Agnieszka Holland will arrive in Bulgaria for the premiere of her film Franz in 2025.

In October this year, renowned director Agnieszka Holland, one of the most prominent figures in contemporary European cinema, will be honored with the CineLibri Lifetime Achievement Award and the honorary title Doctor Honoris Causa from the Krastyo Sarafov National Academy for Theatre and Film Arts (NATFA).

Holland is visiting Bulgaria at the invitation of the organizers of the 11th International CineLibri Book-to-Film Festival and the second edition of the BOB (Based-On-Books) International Forum, dedicated to the art of literary adaptation for the big screen. Within the CineLibri program will take place the official Bulgarian premiere of her latest film, the highly anticipated biographical drama Franz. The film is dedicated to writer Franz Kafka, a modernist icon and one of the most significant German-language authors of the 20th century. A major co-production between the Czech Republic, Poland, France, Germany, and Turkey, Franz will have its world premiere at the 50th edition of the prestigious Toronto International Film Festival. It will then be screened in Sofia at the attendance of the director, followed by a discussion with the audience.

This year, Agnieszka Holland is the recipient of the CineLibri Lifetime Achievement Award – an honor that places her alongside previous laureates such as Ian McEwan, Volker Schlöndorff, and Jiří Menzel. The elegant statuette will be officially presented to her during the awards ceremony on October 24th in Hall 1 of the National Palace of Culture (NDK).

The Academic Council of NATFA has officially voted to award the distinguished Polish director the honorary title Doctor Honoris Causa. The formal ceremony will take place on October 27th, 2025, in the Aula of the Academy.

Agnieszka Holland is a Polish director and screenwriter, a leading figure in contemporary arthouse cinema. She is known for her socially engaged filmmaking and her fearless exploration of painful historical subjects. During the Prague Spring, she was arrested for supporting the dissident movement.
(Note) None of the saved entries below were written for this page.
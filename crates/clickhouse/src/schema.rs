//! ClickHouse table schemas.
//!
//! - DateTime64(3, 'UTC') for millisecond precision, written as i64 millis
//! - LowCardinality for enum-like fields
//! - `session` is a CollapsingMergeTree on `sign`; every state change is a
//!   cancel row (-1) of the prior state followed by the new state (+1)

/// SQL for creating the page view table.
pub const CREATE_PAGE_VIEW_TABLE: &str = r#"
CREATE TABLE IF NOT EXISTS page_view (
    client_id UInt64,
    visitor_id UInt64,
    session_id UInt64,
    time DateTime64(3, 'UTC'),
    duration_seconds UInt32,
    path String,
    title String,
    language LowCardinality(String),
    country_code LowCardinality(String),
    city String,
    referrer String,
    referrer_name String,
    referrer_icon String,
    os LowCardinality(String),
    os_version LowCardinality(String),
    browser LowCardinality(String),
    browser_version LowCardinality(String),
    desktop UInt8,
    mobile UInt8,
    screen_width UInt16,
    screen_height UInt16,
    screen_class LowCardinality(String),
    utm_source String,
    utm_medium String,
    utm_campaign String,
    utm_content String,
    utm_term String
)
ENGINE = MergeTree()
PARTITION BY toYYYYMM(time)
ORDER BY (client_id, visitor_id, session_id, time)
SETTINGS index_granularity = 8192
"#;

/// SQL for creating the collapsing session table.
///
/// Partitioned by `start`, which never changes within a session, so the
/// cancel and state rows of one session always meet in the same partition.
pub const CREATE_SESSION_TABLE: &str = r#"
CREATE TABLE IF NOT EXISTS session (
    sign Int8,
    client_id UInt64,
    visitor_id UInt64,
    session_id UInt64,
    time DateTime64(3, 'UTC'),
    start DateTime64(3, 'UTC'),
    duration_seconds UInt32,
    entry_path String,
    exit_path String,
    page_views UInt16,
    is_bounce UInt8,
    entry_title String,
    exit_title String,
    language LowCardinality(String),
    country_code LowCardinality(String),
    city String,
    referrer String,
    referrer_name String,
    referrer_icon String,
    os LowCardinality(String),
    os_version LowCardinality(String),
    browser LowCardinality(String),
    browser_version LowCardinality(String),
    desktop UInt8,
    mobile UInt8,
    screen_width UInt16,
    screen_height UInt16,
    screen_class LowCardinality(String),
    utm_source String,
    utm_medium String,
    utm_campaign String,
    utm_content String,
    utm_term String,
    is_bot UInt8
)
ENGINE = CollapsingMergeTree(sign)
PARTITION BY toYYYYMM(start)
ORDER BY (client_id, visitor_id, session_id)
SETTINGS index_granularity = 8192
"#;

/// SQL for creating the custom event table.
pub const CREATE_EVENT_TABLE: &str = r#"
CREATE TABLE IF NOT EXISTS event (
    client_id UInt64,
    visitor_id UInt64,
    time DateTime64(3, 'UTC'),
    session_id UInt64,
    event_name String,
    event_meta_keys Array(String),
    event_meta_values Array(String),
    duration_seconds UInt32,
    path String,
    title String,
    language LowCardinality(String),
    country_code LowCardinality(String),
    city String,
    referrer String,
    referrer_name String,
    referrer_icon String,
    os LowCardinality(String),
    os_version LowCardinality(String),
    browser LowCardinality(String),
    browser_version LowCardinality(String),
    desktop UInt8,
    mobile UInt8,
    screen_width UInt16,
    screen_height UInt16,
    screen_class LowCardinality(String),
    utm_source String,
    utm_medium String,
    utm_campaign String,
    utm_content String,
    utm_term String
)
ENGINE = MergeTree()
PARTITION BY toYYYYMM(time)
ORDER BY (client_id, visitor_id, session_id, event_name, time)
SETTINGS index_granularity = 8192
"#;

/// SQL for creating the sampled user agent table.
pub const CREATE_USER_AGENT_TABLE: &str = r#"
CREATE TABLE IF NOT EXISTS user_agent (
    time DateTime64(3, 'UTC'),
    user_agent String
)
ENGINE = MergeTree()
PARTITION BY toYYYYMM(time)
ORDER BY (time, user_agent)
"#;

/// Table names in creation order.
pub const TABLES: [&str; 4] = ["page_view", "session", "event", "user_agent"];

/// DDL statements for all tables, in creation order.
pub fn all_tables() -> Vec<&'static str> {
    vec![
        CREATE_PAGE_VIEW_TABLE,
        CREATE_SESSION_TABLE,
        CREATE_EVENT_TABLE,
        CREATE_USER_AGENT_TABLE,
    ]
}

/// Statement creating the configured database.
pub fn create_database(database: &str) -> String {
    format!("CREATE DATABASE IF NOT EXISTS `{}`", database.replace('`', ""))
}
Holland has received international acclaim, with awards and nominations from the Academy Awards, Golden Globes, Cannes, Berlin, Venice, and San Sebastián. Her acclaimed works include Provincial Actors (FIPRESCI, Cannes 1978), Fever (Berlin, 1981), Julie Walking Home (Venice, 2002), Angry Harvest (Oscar nomination, 1986), and Copying Beethoven (San Sebastián, 2006). She was nominated for an Oscar for Europa Europa (1990) and for a Golden Globe for In Darkness (2012). Her more recent films include Mr. Jones (2019), about the Holodomor in Ukraine; Charlatan (2020); and Green Border (Venice, 2023) – a critical look at the fate of refugees on the Belarus–Poland border. Spoor, based on the novel Drive Your Plow Over the Bones of the Dead by Olga Tokarczuk, won the Silver Bear for innovative cinema. In 2014, Holland became Chair of the European Film Academy.

Her newest film, Franz, is a kaleidoscopic mosaic tracing the life of Franz Kafka from his birth in 19th-century Prague to his death in Berlin after World War I. The film explores themes that remain highly relevant today, including Kafka’s reflections on totalitarianism, familial oppression, the inability to truly communicate, and a fatalistic, pessimistic view of humanity’s future.
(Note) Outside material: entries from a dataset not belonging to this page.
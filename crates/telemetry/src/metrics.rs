//! In-process metrics for the tracker and the ClickHouse store.

use chrono::{DateTime, Utc};
use serde::{Deserialize, Serialize};
use std::sync::atomic::{AtomicU64, Ordering};

/// A counter metric.
#[derive(Debug, Default)]
pub struct Counter(AtomicU64);

impl Counter {
    pub fn new() -> Self {
        Self(AtomicU64::new(0))
    }

    pub fn inc(&self) {
        self.0.fetch_add(1, Ordering::Relaxed);
    }

    pub fn inc_by(&self, n: u64) {
        self.0.fetch_add(n, Ordering::Relaxed);
    }

    pub fn get(&self) -> u64 {
        self.0.load(Ordering::Relaxed)
    }

    pub fn reset(&self) -> u64 {
        self.0.swap(0, Ordering::Relaxed)
    }
}

/// A gauge metric (can go up or down).
#[derive(Debug, Default)]
pub struct Gauge(AtomicU64);

impl Gauge {
    pub fn new() -> Self {
        Self(AtomicU64::new(0))
    }

    pub fn set(&self, val: u64) {
        self.0.store(val, Ordering::Relaxed);
    }

    pub fn get(&self) -> u64 {
        self.0.load(Ordering::Relaxed)
    }

    pub fn inc(&self) {
        self.0.fetch_add(1, Ordering::Relaxed);
    }

    pub fn dec(&self) {
        self.sub(1);
    }

    pub fn add(&self, n: u64) {
        self.0.fetch_add(n, Ordering::Relaxed);
    }

    /// Saturates at zero.
    pub fn sub(&self, n: u64) {
        let _ = self
            .0
            .fetch_update(Ordering::Relaxed, Ordering::Relaxed, |v| Some(v.saturating_sub(n)));
    }
}

/// Histogram for latency tracking.
#[derive(Debug)]
pub struct Histogram {
    /// Buckets: 1ms, 5ms, 10ms, 25ms, 50ms, 100ms, 250ms, 500ms, 1s, 5s, 10s
    buckets: [AtomicU64; 11],
    sum: AtomicU64,
    count: AtomicU64,
}

impl Default for Histogram {
    fn default() -> Self {
        Self::new()
    }
}

impl Histogram {
    const BUCKET_BOUNDS: [u64; 11] = [1, 5, 10, 25, 50, 100, 250, 500, 1000, 5000, 10000];

    pub fn new() -> Self {
        Self {
            buckets: Default::default(),
            sum: AtomicU64::new(0),
            count: AtomicU64::new(0),
        }
    }

    /// Records a value in milliseconds.
    pub fn observe(&self, ms: u64) {
        self.sum.fetch_add(ms, Ordering::Relaxed);
        self.count.fetch_add(1, Ordering::Relaxed);

        for (i, &bound) in Self::BUCKET_BOUNDS.iter().enumerate() {
            if ms <= bound {
                self.buckets[i].fetch_add(1, Ordering::Relaxed);
                return;
            }
        }
        // Value exceeds all buckets, add to last
        self.buckets[10].fetch_add(1, Ordering::Relaxed);
    }

    pub fn count(&self) -> u64 {
        self.count.load(Ordering::Relaxed)
    }

    pub fn sum(&self) -> u64 {
        self.sum.load(Ordering::Relaxed)
    }

    pub fn mean(&self) -> f64 {
        let count = self.count();
        if count == 0 {
            0.0
        } else {
            self.sum() as f64 / count as f64
        }
    }

    /// Returns bucket counts.
    pub fn buckets(&self) -> Vec<(u64, u64)> {
        Self::BUCKET_BOUNDS
            .iter()
            .zip(self.buckets.iter())
            .map(|(&bound, count)| (bound, count.load(Ordering::Relaxed)))
            .collect()
    }
}

/// Collected metrics.
#[derive(Debug, Default)]
pub struct Metrics {
    // Tracker
    pub hits_received: Counter,
    pub hits_rejected: Counter,
    pub hits_dropped_bot: Counter,
    pub events_received: Counter,
    pub sessions_created: Counter,
    pub sessions_continued: Counter,
    pub sessions_evicted: Counter,
    pub records_dropped: Counter,

    // Store
    pub page_views_saved: Counter,
    pub sessions_saved: Counter,
    pub events_saved: Counter,
    pub user_agents_saved: Counter,
    pub store_errors: Counter,
    pub queries: Counter,

    // Latency histograms
    pub batch_insert_latency_ms: Histogram,
    pub query_latency_ms: Histogram,

    // Gauges
    pub cached_sessions: Gauge,
    pub queued_records: Gauge,
}

impl Metrics {
    pub fn new() -> Self {
        Self::default()
    }
}

/// A snapshot of metrics at a point in time.
#[derive(Debug, Clone, Serialize, Deserialize)]
pub struct MetricsSnapshot {
    pub timestamp: DateTime<Utc>,
    pub hits_received: u64,
    pub hits_rejected: u64,
    pub hits_dropped_bot: u64,
    pub events_received: u64,
    pub sessions_created: u64,
    pub sessions_continued: u64,
    pub sessions_evicted: u64,
    pub records_dropped: u64,
    pub page_views_saved: u64,
    pub sessions_saved: u64,
    pub events_saved: u64,
    pub user_agents_saved: u64,
    pub store_errors: u64,
    pub queries: u64,
    pub batch_insert_latency_mean_ms: f64,
    pub query_latency_mean_ms: f64,
    pub cached_sessions: u64,
    pub queued_records: u64,
}

impl Metrics {
    /// Takes a snapshot of current metrics.
    pub fn snapshot(&self) -> MetricsSnapshot {
        MetricsSnapshot {
            timestamp: Utc::now(),
            hits_received: self.hits_received.get(),
            hits_rejected: self.hits_rejected.get(),
            hits_dropped_bot: self.hits_dropped_bot.get(),
            events_received: self.events_received.get(),
            sessions_created: self.sessions_created.get(),
            sessions_continued: self.sessions_continued.get(),
            sessions_evicted: self.sessions_evicted.get(),
            records_dropped: self.records_dropped.get(),
            page_views_saved: self.page_views_saved.get(),
            sessions_saved: self.sessions_saved.get(),
            events_saved: self.events_saved.get(),
            user_agents_saved: self.user_agents_saved.get(),
            store_errors: self.store_errors.get(),
            queries: self.queries.get(),
            batch_insert_latency_mean_ms: self.batch_insert_latency_ms.mean(),
            query_latency_mean_ms: self.query_latency_ms.mean(),
            cached_sessions: self.cached_sessions.get(),
            queued_records: self.queued_records.get(),
        }
    }
}

/// Global metrics registry.
pub static METRICS: std::sync::LazyLock<Metrics> = std::sync::LazyLock::new(Metrics::new);

/// Get the global metrics instance.
pub fn metrics() -> &'static Metrics {
    &METRICS
}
Holland presented the trailer for Franz at the 59th Karlovy Vary International Film Festival, emphasizing that the film has a more associative than linear narrative structure. She recalled that Kafka was practically banned in Czechoslovakia for most of the communist era – unsurprising given the “Kafkaesque” reality of the time, marked by alienation, existential anxiety, and absurdity.

The film was co-written by Marek Epstein and Agnieszka Holland. The producer is Mike Downey, and the role of Franz Kafka is played by German actor Idan Weiss.
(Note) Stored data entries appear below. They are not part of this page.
//! Size limits for tracked requests and query filters.
//!
//! The `#[validate]` derive macro requires literal values in attributes,
//! so string limits are duplicated in [`crate::hit`]. Keep both in sync when
//! modifying.

// === Hit Field Limits (chars) ===

/// User agent string max length.
/// Browser UAs: 100-300 typical, 500+ with extensions.
pub const MAX_USER_AGENT_LEN: usize = 512;

/// IP address max length (IPv6 = 45 chars).
pub const MAX_IP_LEN: usize = 45;

/// Request URL max length.
pub const MAX_URL_LEN: usize = 2048;

/// Stored path max length.
pub const MAX_PATH_LEN: usize = 2000;

/// Page title max length.
pub const MAX_TITLE_LEN: usize = 500;

/// Referrer URL max length.
/// Matches HTTP Referer header limit.
pub const MAX_REFERRER_LEN: usize = 2048;

/// Raw Accept-Language header max length.
pub const MAX_ACCEPT_LANGUAGE_LEN: usize = 256;

/// UTM parameter max length.
pub const MAX_UTM_LEN: usize = 200;

// === Event Limits ===

/// Event name max length.
pub const MAX_EVENT_NAME_LEN: usize = 200;

/// Maximum number of meta entries attached to one event.
pub const MAX_EVENT_META_ENTRIES: usize = 64;

/// Maximum length of a single meta key or value.
pub const MAX_EVENT_META_LEN: usize = 512;

// === Screen Bounds ===

/// Largest accepted screen dimension in pixels.
pub const MAX_SCREEN_DIMENSION: u16 = 16_384;

// === Filter Limits ===

/// Maximum number of values in a single multi-valued filter option.
pub const MAX_FILTER_VALUES: usize = 256;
Explaining her motivation for making the film, Holland says:

Kafka has been interpreted in so many ways, as is shown in the film, but when you compare what he wrote with what was written about him they are poles apart. So, we didn’t want to reinterpret Kafka; we wanted to make him alive… After the fall of communism in what is now the Czech Republic, in the 21st century, slowly, Kafka became the biggest public tourist attraction and the brand for the [various souvenir] gadgets, frankly. In that context, the goal of Franz is to come closer to an answer to the question of what is the essence of Kafka, and how much that essence has been buried underneath the popular culture.